Rabbi Yonatan Neril, the director of the Israel-based Interfaith Center for Sustainable Development, said one way to implement the encyclical’s lessons is through educating religious leaders.

According to a study the center was to publish soon, out of 231 religious learning institutions surveyed in North America, including seminaries and universities from all religions, only a quarter – 64 institutions – have courses on ecology.

A 2014 survey by the Public Religion Research Institute and the American Academy of Religion found that about 60 percent of U.S. Americans who attend religious services said their clergy rarely or never speak about the environment, Rabbi Neril pointed out. However, the same survey found that among congregations that did hear about environmental issues in a religious setting, people were much more likely to be concerned about climate change. This emphasizes the importance of the religious response to help heal the environmental issues.
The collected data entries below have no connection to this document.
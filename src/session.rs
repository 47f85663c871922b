use crate::config::Config;
use actix_session::config::PersistentSession;
use actix_session::storage::CookieSessionStore;
use actix_session::{Session, SessionMiddleware};
use actix_web::cookie::{time, Key, SameSite};

/// Name of the single cookie gating the whole site.
pub const AUTH_COOKIE_NAME: &str = "backontheblog_auth";

/// How long a login lasts.
pub const SESSION_DAYS: i64 = 7;

const AUTHENTICATED: &str = "authenticated";

/// Returns the signing key for session cookies.
/// Must be called once per process; every worker shares the result.
pub fn get_session_key(config: &Config) -> Key {
    match &config.session_key {
        Some(secret) => Key::derive_from(secret),
        None => {
            log::warn!("SESSION_KEY is not set; logins will not survive a restart.");
            Key::generate()
        }
    }
}

/// Cookie session store holding the authenticated flag.
pub fn new_session_middleware(key: Key, secure: bool) -> SessionMiddleware<CookieSessionStore> {
    SessionMiddleware::builder(CookieSessionStore::default(), key)
        .cookie_name(AUTH_COOKIE_NAME.to_owned())
        .cookie_path("/".to_owned())
        .cookie_http_only(true)
        .cookie_secure(secure)
        .cookie_same_site(SameSite::Lax)
        .session_lifecycle(
            PersistentSession::default().session_ttl(time::Duration::days(SESSION_DAYS)),
        )
        .build()
}

pub fn is_authenticated(session: &Session) -> bool {
    match session.get::<bool>(AUTHENTICATED) {
        Ok(flag) => flag.unwrap_or(false),
        Err(e) => {
            log::warn!("is_authenticated: unreadable session: {}", e);
            false
        }
    }
}

pub fn set_authenticated(session: &Session) -> Result<(), actix_web::Error> {
    session.renew();
    session.insert(AUTHENTICATED, true)?;
    Ok(())
}

/// Compares a submitted password against the site secret.
/// An unconfigured (empty) secret never matches.
pub fn validate_password(config: &Config, password: &str) -> bool {
    !config.site_password.is_empty() && password == config.site_password
}

#[cfg(test)]
mod tests {
    use super::*;

    #[test]
    fn password_must_match_exactly() {
        let config = Config {
            site_password: "hunter2".to_owned(),
            ..Default::default()
        };
        assert!(validate_password(&config, "hunter2"));
        assert!(!validate_password(&config, "hunter2 "));
        assert!(!validate_password(&config, "HUNTER2"));
        assert!(!validate_password(&config, ""));
    }

    #[test]
    fn empty_secret_never_matches() {
        let config = Config::default();
        assert!(!validate_password(&config, ""));
        assert!(!validate_password(&config, "anything"));
    }
}
//! Embedding and checking content signatures.
//!
//! A signed file carries one token in its doc-block:
//!
//! ```text
//! @generated SignedSource<<3f0c…64 hex digits…>>
//! @partially-generated SignedSource<<…>>
//! ```
//!
//! The hash is a SHA-256 over the whole text with the hash slot holding a
//! fixed placeholder of the same length. For partially generated files the
//! content of every manual section is removed before hashing, so edits
//! inside manual sections keep the signature valid while any other edit
//! breaks it.

use crate::{Error, Result};
use codegen_blocks::{RegionMarker, strip_manual_content};
use regex::Regex;
use serde::{Deserialize, Serialize};
use sha2::{Digest, Sha256};
use std::borrow::Cow;
use std::sync::LazyLock;

/// Length of a hex-encoded SHA-256 digest.
pub const HASH_LEN: usize = 64;

const PLACEHOLDER: &str = "*O*zOeWoEQle#+L!plEphiEmie@IsG*O*zOeWoEQle#+L!plEphiEmie@IsG*O*z";
const _: () = assert!(PLACEHOLDER.len() == HASH_LEN);

const TOKEN_OPEN: &str = "SignedSource<<";
const TOKEN_CLOSE: &str = ">>";

/// Any token shape, including damaged ones; the slot is validated separately.
static TOKEN_REGEX: LazyLock<Regex> = LazyLock::new(|| {
    Regex::new(r"@(generated|partially-generated) SignedSource<<([^>\n]*)(>>)?")
        .expect("Invalid signature token regex")
});

/// Whether a file may contain manual sections.
#[derive(Debug, Clone, Copy, PartialEq, Eq, Hash, Serialize, Deserialize)]
#[serde(rename_all = "kebab-case")]
pub enum FileKind {
    /// Entirely generator-owned; any edit invalidates the signature.
    Generated,
    /// Edits are allowed inside manual sections.
    PartiallyGenerated,
}

impl FileKind {
    /// The doc tag that precedes the token.
    pub fn tag(&self) -> &'static str {
        match self {
            Self::Generated => "@generated",
            Self::PartiallyGenerated => "@partially-generated",
        }
    }

    fn from_tag_name(name: &str) -> Self {
        if name == "partially-generated" {
            Self::PartiallyGenerated
        } else {
            Self::Generated
        }
    }
}

impl std::fmt::Display for FileKind {
    fn fmt(&self, f: &mut std::fmt::Formatter<'_>) -> std::fmt::Result {
        match self {
            Self::Generated => write!(f, "generated"),
            Self::PartiallyGenerated => write!(f, "partially generated"),
        }
    }
}

/// Outcome of [`SignatureCodec::verify`].
#[derive(Debug, Clone, Copy, PartialEq, Eq)]
pub enum SignatureVerdict {
    /// The signature matches the text.
    Valid(FileKind),
    /// A signature is present but does not match.
    Invalid(FileKind),
    /// No signature token at all; the text was never generated.
    Absent,
}

/// Signs and verifies text. Holds the marker style needed to find manual
/// sections in partially generated files.
#[derive(Debug, Clone, Copy, Default)]
pub struct SignatureCodec {
    marker: RegionMarker,
}

impl SignatureCodec {
    pub fn new(marker: RegionMarker) -> Self {
        Self { marker }
    }

    /// The unsigned token to place in rendered text before [`sign`](Self::sign).
    pub fn signing_token(kind: FileKind) -> String {
        format!("{} {TOKEN_OPEN}{PLACEHOLDER}{TOKEN_CLOSE}", kind.tag())
    }

    /// Whether `text` carries a signature token of either kind, intact or
    /// not. An unfilled placeholder does not count.
    pub fn is_signed(text: &str) -> bool {
        signed_tokens(text).next().is_some()
    }

    /// Replace the placeholder in `text` with the hash of `text`.
    ///
    /// # Errors
    /// [`Error::SigningToken`] unless the placeholder token for `kind`
    /// appears exactly once; a manual-section error if a partially generated
    /// text has unbalanced markers.
    pub fn sign(&self, kind: FileKind, text: &str) -> Result<String> {
        let token = Self::signing_token(kind);
        let found: Vec<usize> = text.match_indices(&token).map(|(at, _)| at).collect();
        let &[start] = found.as_slice() else {
            return Err(Error::SigningToken {
                kind,
                found: found.len(),
            });
        };

        let hash = self.digest(kind, text)?;
        let slot = start + kind.tag().len() + 1 + TOKEN_OPEN.len();

        let mut signed = String::with_capacity(text.len());
        signed.push_str(&text[..slot]);
        signed.push_str(&hash);
        signed.push_str(&text[slot + HASH_LEN..]);
        Ok(signed)
    }

    /// Check the signature embedded in `text`.
    ///
    /// A token whose hash slot is damaged (wrong length, non-hex, missing
    /// `>>`) is [`Invalid`](SignatureVerdict::Invalid), not absent.
    pub fn verify(&self, text: &str) -> SignatureVerdict {
        let mut tokens = signed_tokens(text);
        let Some(token) = tokens.next() else {
            return SignatureVerdict::Absent;
        };
        let (Some(tag), Some(hash)) = (token.get(1), token.get(2)) else {
            return SignatureVerdict::Absent;
        };
        let kind = FileKind::from_tag_name(tag.as_str());

        if tokens.next().is_some() {
            tracing::debug!("More than one signature token found");
            return SignatureVerdict::Invalid(kind);
        }
        if token.get(3).is_none() || !is_hex_digest(hash.as_str()) {
            tracing::debug!(slot = hash.as_str(), "Malformed signature token");
            return SignatureVerdict::Invalid(kind);
        }

        let unsigned = format!(
            "{}{}{}",
            &text[..hash.start()],
            PLACEHOLDER,
            &text[hash.end()..]
        );
        match self.digest(kind, &unsigned) {
            Ok(expected) if expected == hash.as_str() => SignatureVerdict::Valid(kind),
            Ok(_) => SignatureVerdict::Invalid(kind),
            Err(e) => {
                tracing::debug!(error = %e, "Cannot isolate generated code for verification");
                SignatureVerdict::Invalid(kind)
            }
        }
    }

    fn digest(&self, kind: FileKind, unsigned: &str) -> Result<String> {
        let hashed = match kind {
            FileKind::Generated => Cow::Borrowed(unsigned),
            FileKind::PartiallyGenerated => {
                Cow::Owned(strip_manual_content(unsigned, &self.marker)?)
            }
        };
        let mut hasher = Sha256::new();
        hasher.update(hashed.as_bytes());
        Ok(format!("{:x}", hasher.finalize()))
    }
}

/// Tokens in `text`, skipping unfilled placeholders.
fn signed_tokens(text: &str) -> impl Iterator<Item = regex::Captures<'_>> {
    TOKEN_REGEX
        .captures_iter(text)
        .filter(|token| token.get(2).is_none_or(|slot| slot.as_str() != PLACEHOLDER))
}

fn is_hex_digest(slot: &str) -> bool {
    slot.len() == HASH_LEN && slot.bytes().all(|b| matches!(b, b'0'..=b'9' | b'a'..=b'f'))
}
“Part of the way we think of moving the needle is educating the next generation of clergy,” he said. “Religion is the largest organization in the world, and if it’s not part of the solution, there’s not going to be a solution. That’s why your priest should be talking about it.”

 

Chapter Six: Ecological education and spirituality

The encyclical changes the foundation of the church’s thought, explained Sister Campbell, and will affect everything that comes after.

“It’s a totally different approach. (The pope) talks about humans depending on the Earth. So we’re beholden to the Earth, beholden to the environment,” she said. “That’s a huge shift. That’s as big as the shift from figuring out the Earth wasn’t the center of the universe. For once, we’re ahead of the curve.”

Sister Abraham said Presentation sisters have made a concentrated effort to honor the part of their charism of celebrating the interconnectedness of everything, including God and nature, by implementing projects like an educational organic farm in Zambia and a series of educational seminars across the country called “For Our Care of the Earth, Our Responsibility.”

“There is a huge awakening in humanity, that we cannot care for the poor without caring for the earth that sustains the poor,” she said.